Research
17.12.2018

Study: EU proposal on overloaded power lines would invite gaming

Working paper co-authored by Lion Hirth models threat of grid congestion and windfall profits. 

A new working paper co-authored by Lion Hirth, Hertie School Assistant Professor of Governance of Digitalisation and Energy Policy shows that a European Commission proposal aimed at relieving overloaded power lines could encourage market participants to game the system.

The paper, co-authored by and Ingmar Schlecht of the University of Basel’s Center for Economic Science, demonstrates the downside of so-called redispatch markets to deal with power grid bottlenecks, a growing problem in Europe. The authors say they hope their findings will help “inform the European energy debate at a crucial crossroads.”

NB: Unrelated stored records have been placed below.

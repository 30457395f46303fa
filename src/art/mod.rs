//! Adaptive radix tree over fixed-width byte keys.
//!
//! Based on "The Adaptive Radix Tree: ARTful Indexing for Main-Memory
//! Databases" by Leis et al., 2013: adaptive node sizes (4, 16, 48, 256
//! children) and path compression for shared prefixes. Children are visited
//! in byte order, so traversal yields keys in lexicographic order.

mod node;

use std::cmp::Ordering;

pub use node::{Node, NodeType, Prefix};

use crate::dataset::{RawKey, Record, Value};

/// Node census, for inspecting layout choices.
#[derive(Debug, Clone, Default, PartialEq, Eq)]
pub struct ArtStats {
    pub leaves: usize,
    pub node4: usize,
    pub node16: usize,
    pub node48: usize,
    pub node256: usize,
}

#[derive(Clone, Debug, Default)]
pub struct Art {
    root: Option<Box<Node>>,
    len: usize,
}

fn common_prefix(a: &[u8], b: &[u8]) -> usize {
    a.iter().zip(b).take_while(|(x, y)| x == y).count()
}

fn insert_into(slot: &mut Box<Node>, record: Record, depth: usize) -> Option<Value> {
    let key = *record.key.as_raw();

    if let Node::Leaf(existing) = &mut **slot {
        if existing.key == record.key {
            return Some(std::mem::replace(&mut existing.value, record.value));
        }
        let theirs = existing.key.as_raw();
        let split = depth + common_prefix(&theirs[depth..], &key[depth..]);
        let their_byte = theirs[split];

        let old = std::mem::replace(slot, Box::new(Node::new_node4(&key[depth..split])));
        slot.add_child(their_byte, old);
        slot.add_child(key[split], Box::new(Node::Leaf(record)));
        return None;
    }

    let prefix = slot.prefix();
    let prefix_len = prefix.len();
    let matched = common_prefix(prefix, &key[depth..]);
    if matched < prefix_len {
        // Split the compressed path where the new key leaves it.
        let their_byte = prefix[matched];
        let rest = Prefix::from_slice(&prefix[matched + 1..]);
        let inner = Node::new_node4(&prefix[..matched]);

        let mut old = std::mem::replace(slot, Box::new(inner));
        old.set_prefix(rest);
        slot.add_child(their_byte, old);
        slot.add_child(key[depth + matched], Box::new(Node::Leaf(record)));
        return None;
    }

    let depth = depth + prefix_len;
    let byte = key[depth];
    match slot.find_child_mut(byte) {
        Some(child) => insert_into(child, record, depth + 1),
        None => {
            slot.add_child(byte, Box::new(Node::Leaf(record)));
            None
        }
    }
}

fn remove_from(slot: &mut Box<Node>, key: &RawKey, depth: usize) -> Option<Value> {
    let prefix_len = slot.prefix().len();
    if !key.get(depth..)?.starts_with(slot.prefix()) {
        return None;
    }
    let depth = depth + prefix_len;
    let byte = *key.get(depth)?;

    let child = slot.find_child_mut(byte)?;
    let value = if let Node::Leaf(record) = &**child {
        if record.key.as_raw() != key {
            return None;
        }
        let value = record.value;
        slot.remove_child(byte);
        value
    } else {
        remove_from(child, key, depth + 1)?
    };

    collapse(slot);
    Some(value)
}

/// Replace a fanout-one inner node with its child, folding the paths.
fn collapse(slot: &mut Box<Node>) {
    let mut path = Prefix::from_slice(slot.prefix());
    let Some((byte, mut child)) = slot.take_only_child() else {
        return;
    };
    if !matches!(*child, Node::Leaf(_)) {
        path.push(byte);
        path.extend_from_slice(child.prefix());
        child.set_prefix(path);
    }
    *slot = child;
}

fn ascend<F: FnMut(&Record) -> bool>(
    node: &Node,
    depth: usize,
    pivot: Option<&RawKey>,
    visit: &mut F,
) -> bool {
    if let Node::Leaf(record) = node {
        if pivot.is_some_and(|p| record.key.as_raw() < p) {
            return true;
        }
        return visit(record);
    }

    let prefix = node.prefix();
    let mut pivot = pivot;
    let mut start = 0u8;
    if let Some(p) = pivot {
        match prefix.cmp(&p[depth..depth + prefix.len()]) {
            Ordering::Less => return true,
            Ordering::Greater => pivot = None,
            Ordering::Equal => start = p[depth + prefix.len()],
        }
    }

    let depth = depth + prefix.len() + 1;
    let mut next = Some(start);
    while let Some(from) = next {
        let Some((byte, child)) = node.child_at_or_after(from) else {
            break;
        };
        let bound = pivot.filter(|_| byte == start);
        if !ascend(child, depth, bound, visit) {
            return false;
        }
        next = byte.checked_add(1);
    }
    true
}

fn descend<F: FnMut(&Record) -> bool>(
    node: &Node,
    depth: usize,
    pivot: Option<&RawKey>,
    visit: &mut F,
) -> bool {
    if let Node::Leaf(record) = node {
        if pivot.is_some_and(|p| record.key.as_raw() > p) {
            return true;
        }
        return visit(record);
    }

    let prefix = node.prefix();
    let mut pivot = pivot;
    let mut start = u8::MAX;
    if let Some(p) = pivot {
        match prefix.cmp(&p[depth..depth + prefix.len()]) {
            Ordering::Greater => return true,
            Ordering::Less => pivot = None,
            Ordering::Equal => start = p[depth + prefix.len()],
        }
    }

    let depth = depth + prefix.len() + 1;
    let mut next = Some(start);
    while let Some(from) = next {
        let Some((byte, child)) = node.child_at_or_before(from) else {
            break;
        };
        let bound = pivot.filter(|_| byte == start);
        if !descend(child, depth, bound, visit) {
            return false;
        }
        next = byte.checked_sub(1);
    }
    true
}

fn census(node: &Node, stats: &mut ArtStats) {
    match node.node_type() {
        NodeType::Leaf => {
            stats.leaves += 1;
            return;
        }
        NodeType::Node4 => stats.node4 += 1,
        NodeType::Node16 => stats.node16 += 1,
        NodeType::Node48 => stats.node48 += 1,
        NodeType::Node256 => stats.node256 += 1,
    }
    let mut next = Some(0u8);
    while let Some(from) = next {
        let Some((byte, child)) = node.child_at_or_after(from) else {
            break;
        };
        census(child, stats);
        next = byte.checked_add(1);
    }
}

impl Art {
    pub fn new() -> Self {
        Self::default()
    }

    pub fn len(&self) -> usize {
        self.len
    }

    pub fn is_empty(&self) -> bool {
        self.len == 0
    }

    /// Insert or replace; returns the previous value.
    pub fn insert(&mut self, key: &RawKey, value: Value) -> Option<Value> {
        let record = Record::from_raw(*key, value);
        let prev = match self.root.as_mut() {
            Some(root) => insert_into(root, record, 0),
            None => {
                self.root = Some(Box::new(Node::Leaf(record)));
                None
            }
        };
        if prev.is_none() {
            self.len += 1;
        }
        prev
    }

    pub fn get(&self, key: &RawKey) -> Option<Value> {
        let mut node = self.root.as_deref()?;
        let mut depth = 0;
        loop {
            if let Node::Leaf(record) = node {
                return (record.key.as_raw() == key).then_some(record.value);
            }
            let prefix = node.prefix();
            if !key.get(depth..)?.starts_with(prefix) {
                return None;
            }
            depth += prefix.len();
            node = node.find_child(*key.get(depth)?)?;
            depth += 1;
        }
    }

    pub fn remove(&mut self, key: &RawKey) -> Option<Value> {
        let root = self.root.as_mut()?;
        let value = if let Node::Leaf(record) = &**root {
            if record.key.as_raw() != key {
                return None;
            }
            let value = record.value;
            self.root = None;
            value
        } else {
            remove_from(root, key, 0)?
        };
        self.len -= 1;
        Some(value)
    }

    /// Visit records with key >= `pivot` in ascending order.
    pub fn ascend<F: FnMut(&Record) -> bool>(&self, pivot: Option<&RawKey>, mut visit: F) {
        if let Some(root) = self.root.as_deref() {
            ascend(root, 0, pivot, &mut visit);
        }
    }

    /// Visit records with key <= `pivot` in descending order.
    pub fn descend<F: FnMut(&Record) -> bool>(&self, pivot: Option<&RawKey>, mut visit: F) {
        if let Some(root) = self.root.as_deref() {
            descend(root, 0, pivot, &mut visit);
        }
    }

    pub fn stats(&self) -> ArtStats {
        let mut stats = ArtStats::default();
        if let Some(root) = self.root.as_deref() {
            census(root, &mut stats);
        }
        stats
    }
}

If European grid operators foresee that power line limits will be violated, they order one plant to increase production while asking another to reduce output. This is called "redispatch". In Germany and other countries, this takes place outside the marketplace through administrative measures that obligate power generators to participate. In recent years, numerous proposals have been made to organise redispatch through voluntary markets, and the European Commission has proposed making this obligatory.

Using a model of a zonal wholesale market with a nodal redispatch market, Hirth and Schlecht show how market participants would be incentivised to pursue strategic bidding strategies, engaging in a so-called increase-decrease game. This would actually aggravate grid congestion and create windfall profits for plant operators, they show.

Since the working paper was published, Hirth and Schlecht have added historical details about markets that previously suffered from increase-decrease gaming. This usually led to changes in market design or regulatory intervention, they say.

California, for example, introduced a zonal market with two bidding zones after liberalisation in 1996-98. Network congestion within the zones was managed with market-based redispatch (although that term was not used). Market parties, including Enron, engaged in increase-decrease gaming. As early as 1999, regulators concluded that this approach was flawed and needed overhauling. Gaming contributed to the 2000-01 energy crisis, when California suffered blackouts. As a consequence, California introduced nodal pricing in 2009.

Another such case occurred at the Scottish-English border, a line that was increasingly constrained after wind power expansion in Scotland.  In 2012, the British regulator introduced the Transmission Constraint Licence Condition to prevent further gaming, penalising bids that resulted in “excessive benefits.” Today, this prevents generators from factoring in locational rents, a measure basically equivalent to cost-based redispatch.